REQUIREMENT - Going down the listing below, print exactly each line from the one with "pub fn new(loader: Arc<EngineLoader>, tree: RenderTree)" up to and including the one with "sender, targets: targets.clone()", and skip the rest.

SUPPLIED DATA -
____

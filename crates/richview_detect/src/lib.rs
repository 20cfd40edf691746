//! Classifies untrusted text into a content family with a confidence score.

mod detector;
mod html;
mod language;
mod score;

pub use detector::ContentTypeDetector;
pub use html::{sanitize_html, text_content};
pub use language::guess_language;
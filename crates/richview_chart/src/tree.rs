use std::sync::Arc;

use dashmap::DashMap;
use richview_domain::ChartKind;
use uuid::Uuid;

/// A chart drawn into a canvas.
#[derive(Clone, Debug, PartialEq)]
pub struct ChartInstance {
    pub id: Uuid,
    pub kind: ChartKind,
    pub surface: String,
}

impl ChartInstance {
    pub fn new(kind: ChartKind, surface: String) -> Self {
        Self { id: Uuid::new_v4(), kind, surface }
    }
}

#[derive(Clone, Debug)]
struct Canvas {
    width: u32,
    height: u32,
    chart: Option<ChartInstance>,
}

/// Canvas elements that charts can be drawn into, keyed by element id.
/// Clones share the same tree.
#[derive(Clone, Debug, Default)]
pub struct RenderTree {
    canvases: Arc<DashMap<String, Canvas>>,
}

impl RenderTree {
    pub fn new() -> Self {
        Self::default()
    }

    /// Adds a canvas, replacing (and destroying the chart of) any canvas
    /// with the same id.
    pub fn create_canvas(&self, id: impl Into<String>, width: u32, height: u32) {
        let id = id.into();
        if let Some(previous) = self.canvases.insert(id.clone(), Canvas { width, height, chart: None })
            && let Some(chart) = previous.chart
        {
            tracing::debug!(canvas = %id, chart = %chart.id, "Destroying chart of replaced canvas");
        }
    }

    pub fn remove_canvas(&self, id: &str) {
        if let Some((_, canvas)) = self.canvases.remove(id)
            && let Some(chart) = canvas.chart
        {
            tracing::debug!(canvas = %id, chart = %chart.id, "Destroying chart of removed canvas");
        }
    }

    pub fn contains(&self, id: &str) -> bool {
        self.canvases.contains_key(id)
    }

    pub fn size(&self, id: &str) -> Option<(u32, u32)> {
        self.canvases.get(id).map(|canvas| (canvas.width, canvas.height))
    }

    /// Places `chart` on the canvas. A chart already on the canvas is
    /// destroyed first, so a canvas never holds more than one instance.
    /// Returns false when the canvas does not exist.
    pub fn attach(&self, id: &str, chart: ChartInstance) -> bool {
        let Some(mut canvas) = self.canvases.get_mut(id) else {
            return false;
        };
        if let Some(previous) = canvas.chart.take() {
            tracing::debug!(canvas = %id, chart = %previous.id, "Destroying previous chart instance");
        }
        canvas.chart = Some(chart);
        true
    }

    pub fn destroy_chart(&self, id: &str) -> Option<ChartInstance> {
        let chart = self.canvases.get_mut(id)?.chart.take();
        if let Some(chart) = &chart {
            tracing::debug!(canvas = %id, chart = %chart.id, "Chart destroyed");
        }
        chart
    }

    pub fn chart(&self, id: &str) -> Option<ChartInstance> {
        self.canvases.get(id)?.chart.clone()
    }

    /// Number of canvases currently holding a chart.
    pub fn live_charts(&self) -> usize {
        self.canvases.iter().filter(|canvas| canvas.chart.is_some()).count()
    }
}
use lazy_static::lazy_static;
use regex::Regex;
use richview_domain::decode_entities;

/// Elements removed together with everything between their tags.
const STRIPPED_ELEMENTS: &[&str] = &["script", "iframe", "object", "embed", "form", "noscript"];

lazy_static! {
    static ref STRIPPED_BLOCKS: Vec<Regex> = STRIPPED_ELEMENTS
        .iter()
        .map(|tag| Regex::new(&format!(r"(?is)<{tag}\b[^>]*>.*?</{tag}\s*>")).unwrap())
        .collect();
    static ref DANGLING_TAG: Regex =
        Regex::new(r"(?i)</?(script|iframe|object|embed|form|noscript|link|meta|base)\b[^>]*>").unwrap();
    static ref EVENT_ATTR: Regex =
        Regex::new(r#"(?i)[\s/]+on[a-z]+\s*=\s*("[^"]*"|'[^']*'|[^\s>]+)"#).unwrap();
    static ref SCRIPT_URL: Regex = Regex::new(
        r#"(?i)\b(href|src|action|formaction|xlink:href)\s*=\s*("\s*(?:javascript|vbscript):[^"]*"|'\s*(?:javascript|vbscript):[^']*'|(?:javascript|vbscript):[^\s>]*)"#
    )
    .unwrap();
    static ref NON_TEXT_BLOCK: Regex =
        Regex::new(r"(?is)<(style|script|head|template)\b[^>]*>.*?</(style|script|head|template)\s*>").unwrap();
    static ref BLOCK_BREAK: Regex =
        Regex::new(r"(?i)<(br|/p|/div|/li|/tr|/h[1-6]|/blockquote|/pre|/table)\b[^>]*>").unwrap();
    static ref TAG: Regex = Regex::new(r"(?s)<[^>]*>").unwrap();
    static ref OPENING_TAG: Regex = Regex::new(r"(?s)<[a-zA-Z][^>]*>").unwrap();
    static ref BLANK_RUN: Regex = Regex::new(r"\n[ \t]*(\n[ \t]*)+").unwrap();
}

/// Removes active content from untrusted HTML: executable and embedding
/// elements, inline event handlers and script URLs. Styling is kept.
pub fn sanitize_html(html: &str) -> String {
    let mut out = html.to_string();
    for block in STRIPPED_BLOCKS.iter() {
        out = block.replace_all(&out, "").into_owned();
    }
    out = DANGLING_TAG.replace_all(&out, "").into_owned();
    OPENING_TAG
        .replace_all(&out, |caps: &regex::Captures| {
            let tag = EVENT_ATTR.replace_all(&caps[0], "");
            SCRIPT_URL.replace_all(&tag, r##"$1="#""##).into_owned()
        })
        .into_owned()
}

/// Visible text of an HTML fragment: tags stripped, entities decoded, block
/// boundaries kept as line breaks.
pub fn text_content(html: &str) -> String {
    let without_blocks = NON_TEXT_BLOCK.replace_all(html, "");
    let with_breaks = BLOCK_BREAK.replace_all(&without_blocks, "\n$0");
    let stripped = TAG.replace_all(&with_breaks, "");
    let decoded = decode_entities(&stripped);
    let lines: Vec<&str> = decoded.lines().map(str::trim).collect();
    BLANK_RUN
        .replace_all(lines.join("\n").trim(), "\n\n")
        .into_owned()
}
use std::sync::Arc;
use std::time::Duration;

use dashmap::DashMap;
use richview_domain::ChartConfig;
use tokio::sync::watch;
use tokio::task::JoinHandle;

use crate::engine::ChartEngine;
use crate::error::{ChartError, Result, SandboxError};
use crate::loader::EngineLoader;
use crate::sandbox::ScriptSandbox;
use crate::tree::{ChartInstance, RenderTree};

/// Lifecycle of one mounted chart.
#[derive(Clone, Debug, PartialEq, Eq)]
pub enum ChartState {
    Idle,
    Loading,
    Ready,
    Destroyed,
    Error(String),
}

impl ChartState {
    pub fn is_settled(&self) -> bool {
        matches!(self, ChartState::Ready | ChartState::Destroyed | ChartState::Error(_))
    }
}

/// What to draw into a canvas.
#[derive(Clone, Debug, PartialEq)]
pub enum ChartJob {
    /// Build the chart from a configuration.
    Config(ChartConfig),
    /// Re-execute a script fragment inside the sandbox.
    Script(String),
}

/// Observes a mounted chart.
#[derive(Clone, Debug)]
pub struct ChartHandle {
    canvas_id: String,
    targets: Vec<String>,
    state: watch::Receiver<ChartState>,
}

impl ChartHandle {
    pub fn canvas_id(&self) -> &str {
        &self.canvas_id
    }

    /// Every canvas the job may draw into, starting with [`Self::canvas_id`].
    pub fn targets(&self) -> &[String] {
        &self.targets
    }

    pub fn state(&self) -> ChartState {
        self.state.borrow().clone()
    }

    /// Waits until the chart is ready, failed or destroyed.
    pub async fn settled(&mut self) -> ChartState {
        if let Ok(state) = self.state.wait_for(ChartState::is_settled).await {
            return state.clone();
        }
        self.state()
    }
}

struct Mount {
    task: JoinHandle<()>,
    state: watch::Sender<ChartState>,
    targets: Vec<String>,
}

/// Mounts charts into canvases of a [`RenderTree`]. Each mount waits for the
/// engine and for its canvas, then draws once. Unmounting or dropping the
/// renderer cancels pending mounts and destroys their charts.
pub struct ChartRenderer {
    loader: Arc<EngineLoader>,
    tree: RenderTree,
    poll_interval: Duration,
    mounts: Arc<DashMap<String, Mount>>,
}

impl ChartRenderer {
    pub fn new(loader: Arc<EngineLoader>, tree: RenderTree) -> Self {
        Self { loader, tree, poll_interval: Duration::from_millis(50), mounts: Arc::new(DashMap::new()) }
    }

    pub fn poll_interval(mut self, poll_interval: Duration) -> Self {
        self.poll_interval = poll_interval;
        self
    }

    pub fn tree(&self) -> &RenderTree {
        &self.tree
    }

    /// Starts drawing `job` into `canvas_id`. Any chart already mounted on
    /// that canvas is unmounted first. A script job may also draw into the
    /// other canvases it looks up; those charts belong to this mount.
    pub fn mount(&self, canvas_id: impl Into<String>, job: ChartJob) -> ChartHandle {
        let canvas_id = canvas_id.into();
        self.unmount(&canvas_id);

        let mut targets = vec![canvas_id.clone()];
        if let ChartJob::Script(fragment) = &job {
            for id in ScriptSandbox::target_ids(fragment) {
                if !targets.contains(&id) {
                    targets.push(id);
                }
            }
        }

        let (sender, receiver) = watch::channel(ChartState::Idle);
        let task = tokio::spawn(run_mount(
            self.loader.clone(),
            self.tree.clone(),
            canvas_id.clone(),
            job,
            self.poll_interval,
            sender.clone(),
        ));
        self.mounts.insert(canvas_id.clone(), Mount { task, state: sender, targets: targets.clone() });
        ChartHandle { canvas_id, targets, state: receiver }
    }

    pub fn unmount(&self, canvas_id: &str) {
        if let Some((_, mount)) = self.mounts.remove(canvas_id) {
            mount.task.abort();
            mount.state.send_replace(ChartState::Destroyed);
            for target in &mount.targets {
                self.tree.destroy_chart(target);
            }
        }
        self.tree.destroy_chart(canvas_id);
    }

    pub fn unmount_all(&self) {
        let ids: Vec<String> = self.mounts.iter().map(|entry| entry.key().clone()).collect();
        for id in ids {
            self.unmount(&id);
        }
    }

    pub fn state(&self, canvas_id: &str) -> Option<ChartState> {
        self.mounts.get(canvas_id).map(|mount| mount.state.borrow().clone())
    }
}

impl Drop for ChartRenderer {
    fn drop(&mut self) {
        self.unmount_all();
    }
}

async fn run_mount(
    loader: Arc<EngineLoader>,
    tree: RenderTree,
    canvas_id: String,
    job: ChartJob,
    poll_interval: Duration,
    state: watch::Sender<ChartState>,
) {
    state.send_replace(ChartState::Loading);
    let engine = match loader.engine().await {
        Ok(engine) => engine,
        Err(error) => {
            tracing::error!(canvas = %canvas_id, error = %error, "Chart not rendered");
            state.send_replace(ChartState::Error(error.to_string()));
            return;
        }
    };

    if !tree.contains(&canvas_id) {
        tracing::debug!(canvas = %canvas_id, "Waiting for canvas");
        while !tree.contains(&canvas_id) {
            tokio::time::sleep(poll_interval).await;
        }
    }

    let result = match &job {
        ChartJob::Config(config) => draw_config(engine.as_ref(), &tree, &canvas_id, config),
        ChartJob::Script(fragment) => ScriptSandbox::new(&tree, engine.as_ref())
            .run(fragment)
            .map(|_| ())
            .map_err(ChartError::from),
    };
    match result {
        Ok(()) => {
            tracing::debug!(canvas = %canvas_id, "Chart ready");
            state.send_replace(ChartState::Ready);
        }
        Err(error) => {
            tracing::warn!(canvas = %canvas_id, error = %error, "Chart not rendered");
            state.send_replace(ChartState::Error(error.to_string()));
        }
    }
}

fn draw_config(
    engine: &dyn ChartEngine,
    tree: &RenderTree,
    canvas_id: &str,
    config: &ChartConfig,
) -> Result<()> {
    let (width, height) = tree
        .size(canvas_id)
        .ok_or_else(|| SandboxError::MissingTarget(canvas_id.to_string()))?;
    let surface = engine
        .draw(config, width, height)
        .map_err(|e| ChartError::Draw(format!("{e:#}")))?;
    tree.attach(canvas_id, ChartInstance::new(*config.kind(), surface));
    Ok(())
}

#[cfg(test)]
mod tests {
    use async_trait::async_trait;
    use pretty_assertions::assert_eq;
    use richview_domain::{ChartKind, Dataset};

    use super::*;
    use crate::loader::EngineSource;

    fn config() -> ChartConfig {
        ChartConfig::new(ChartKind::Pie, vec!["x".to_string()], vec![Dataset::new(vec![2.0])]).unwrap()
    }

    fn renderer() -> ChartRenderer {
        ChartRenderer::new(Arc::new(EngineLoader::default()), RenderTree::new())
            .poll_interval(Duration::from_millis(10))
    }

    struct BrokenSource;

    #[async_trait]
    impl EngineSource for BrokenSource {
        async fn load(&self) -> anyhow::Result<Arc<dyn ChartEngine>> {
            anyhow::bail!("offline")
        }
    }

    #[tokio::test(start_paused = true)]
    async fn test_mount_draws_into_existing_canvas() {
        let renderer = renderer();
        renderer.tree().create_canvas("c", 300, 200);
        let mut handle = renderer.mount("c", ChartJob::Config(config()));
        let actual = handle.settled().await;
        assert_eq!(actual, ChartState::Ready);
        assert!(renderer.tree().chart("c").is_some());
    }

    #[tokio::test(start_paused = true)]
    async fn test_mount_waits_for_canvas() {
        let renderer = renderer();
        let mut handle = renderer.mount("late", ChartJob::Config(config()));
        tokio::time::sleep(Duration::from_millis(200)).await;
        assert_eq!(handle.state(), ChartState::Loading);

        renderer.tree().create_canvas("late", 300, 200);
        assert_eq!(handle.settled().await, ChartState::Ready);
    }

    #[tokio::test(start_paused = true)]
    async fn test_unmount_cancels_pending_poll() {
        let renderer = renderer();
        let mut handle = renderer.mount("c", ChartJob::Config(config()));
        tokio::time::sleep(Duration::from_millis(30)).await;
        renderer.unmount("c");
        assert_eq!(handle.settled().await, ChartState::Destroyed);

        renderer.tree().create_canvas("c", 300, 200);
        tokio::time::sleep(Duration::from_millis(100)).await;
        assert_eq!(renderer.tree().live_charts(), 0);
    }

    #[tokio::test(start_paused = true)]
    async fn test_remount_keeps_one_instance() {
        let renderer = renderer();
        renderer.tree().create_canvas("c", 300, 200);
        let mut first = renderer.mount("c", ChartJob::Config(config()));
        first.settled().await;
        let bar = ChartConfig::new(ChartKind::Bar, vec!["x".to_string()], vec![Dataset::new(vec![1.0])]).unwrap();
        let mut second = renderer.mount("c", ChartJob::Config(bar));

        assert_eq!(first.state(), ChartState::Destroyed);
        assert_eq!(second.settled().await, ChartState::Ready);
        assert_eq!(renderer.tree().live_charts(), 1);
        assert_eq!(renderer.tree().chart("c").unwrap().kind, ChartKind::Bar);
    }

    #[tokio::test(start_paused = true)]
    async fn test_engine_failure_is_contained() {
        let renderer = ChartRenderer::new(Arc::new(EngineLoader::new(Arc::new(BrokenSource))), RenderTree::new());
        renderer.tree().create_canvas("c", 300, 200);
        let mut handle = renderer.mount("c", ChartJob::Config(config()));
        let ChartState::Error(message) = handle.settled().await else { panic!("expected error state") };
        assert!(message.contains("offline"));
        assert_eq!(renderer.tree().live_charts(), 0);
    }

    #[tokio::test(start_paused = true)]
    async fn test_script_with_missing_target_reports_error() {
        let renderer = renderer();
        renderer.tree().create_canvas("c", 300, 200);
        let fragment = "new Chart(document.getElementById('other'), {type:'pie', labels:['a'], data:[1]})";
        let mut handle = renderer.mount("c", ChartJob::Script(fragment.to_string()));
        let actual = handle.settled().await;
        assert_eq!(actual, ChartState::Error("Canvas element 'other' does not exist".to_string()));
    }

    #[tokio::test(start_paused = true)]
    async fn test_script_failing_on_second_canvas_leaves_no_chart() {
        let renderer = renderer();
        renderer.tree().create_canvas("north", 300, 200);
        let fixture = "new Chart(document.getElementById('north'), {type:'pie', labels:['a'], data:[1]});\nnew Chart(document.getElementById('south'), {type:'bar', labels:['a'], data:[1]});";
        let mut handle = renderer.mount("north", ChartJob::Script(fixture.to_string()));

        let actual = handle.settled().await;

        assert_eq!(actual, ChartState::Error("Canvas element 'south' does not exist".to_string()));
        assert_eq!(renderer.tree().live_charts(), 0);
    }

    #[tokio::test(start_paused = true)]
    async fn test_script_drawing_two_canvases_unmounts_both() {
        let renderer = renderer();
        renderer.tree().create_canvas("north", 300, 200);
        renderer.tree().create_canvas("south", 300, 200);
        let fixture = "new Chart('north', {type:'pie', labels:['a'], data:[1]});\nnew Chart('south', {type:'bar', labels:['a'], data:[1]});";
        let mut handle = renderer.mount("north", ChartJob::Script(fixture.to_string()));

        assert_eq!(handle.settled().await, ChartState::Ready);
        assert_eq!(handle.targets(), &["north".to_string(), "south".to_string()]);
        assert_eq!(renderer.tree().live_charts(), 2);

        renderer.unmount("north");
        assert_eq!(renderer.tree().live_charts(), 0);
    }

    #[tokio::test(start_paused = true)]
    async fn test_script_job_draws() {
        let renderer = renderer();
        renderer.tree().create_canvas("c", 300, 200);
        let fragment = "new Chart('c', {type:'bar', labels:['a','b'], data:[1,2]})";
        let mut handle = renderer.mount("c", ChartJob::Script(fragment.to_string()));
        assert_eq!(handle.settled().await, ChartState::Ready);
        assert_eq!(renderer.tree().chart("c").unwrap().kind, ChartKind::Bar);
    }

    #[tokio::test(start_paused = true)]
    async fn test_drop_cancels_mounts() {
        let tree = RenderTree::new();
        let renderer = ChartRenderer::new(Arc::new(EngineLoader::default()), tree.clone());
        let handle = renderer.mount("c", ChartJob::Config(config()));
        drop(renderer);
        tree.create_canvas("c", 300, 200);
        tokio::time::sleep(Duration::from_millis(200)).await;
        assert_eq!(handle.state(), ChartState::Destroyed);
        assert_eq!(tree.live_charts(), 0);
    }
}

____

WRITTEN RESPONSE -
    pub fn new(loader: Arc<EngineLoader>, tree: RenderTree) -> Self {
        Self { loader, tree, poll_interval: Duration::from_millis(50), mounts: Arc::new(DashMap::new()) }
    }

    pub fn poll_interval(mut self, poll_interval: Duration) -> Self {
        self.poll_interval = poll_interval;
        self
    }

    pub fn tree(&self) -> &RenderTree {
        &self.tree
    }

    /// Starts drawing `job` into `canvas_id`. Any chart already mounted on
    /// that canvas is unmounted first. A script job may also draw into the
    /// other canvases it looks up; those charts belong to this mount.
    pub fn mount(&self, canvas_id: impl Into<String>, job: ChartJob) -> ChartHandle {
        let canvas_id = canvas_id.into();
        self.unmount(&canvas_id);

        let mut targets = vec![canvas_id.clone()];
        if let ChartJob::Script(fragment) = &job {
            for id in ScriptSandbox::target_ids(fragment) {
                if !targets.contains(&id) {
                    targets.push(id);
                }
            }
        }

        let (sender, receiver) = watch::channel(ChartState::Idle);
        let task = tokio::spawn(run_mount(
            self.loader.clone(),
            self.tree.clone(),
            canvas_id.clone(),
            job,
            self.poll_interval,
            sender.clone(),
        ));
        self.mounts.insert(canvas_id.clone(), Mount { task, state: sender, targets: targets.clone() });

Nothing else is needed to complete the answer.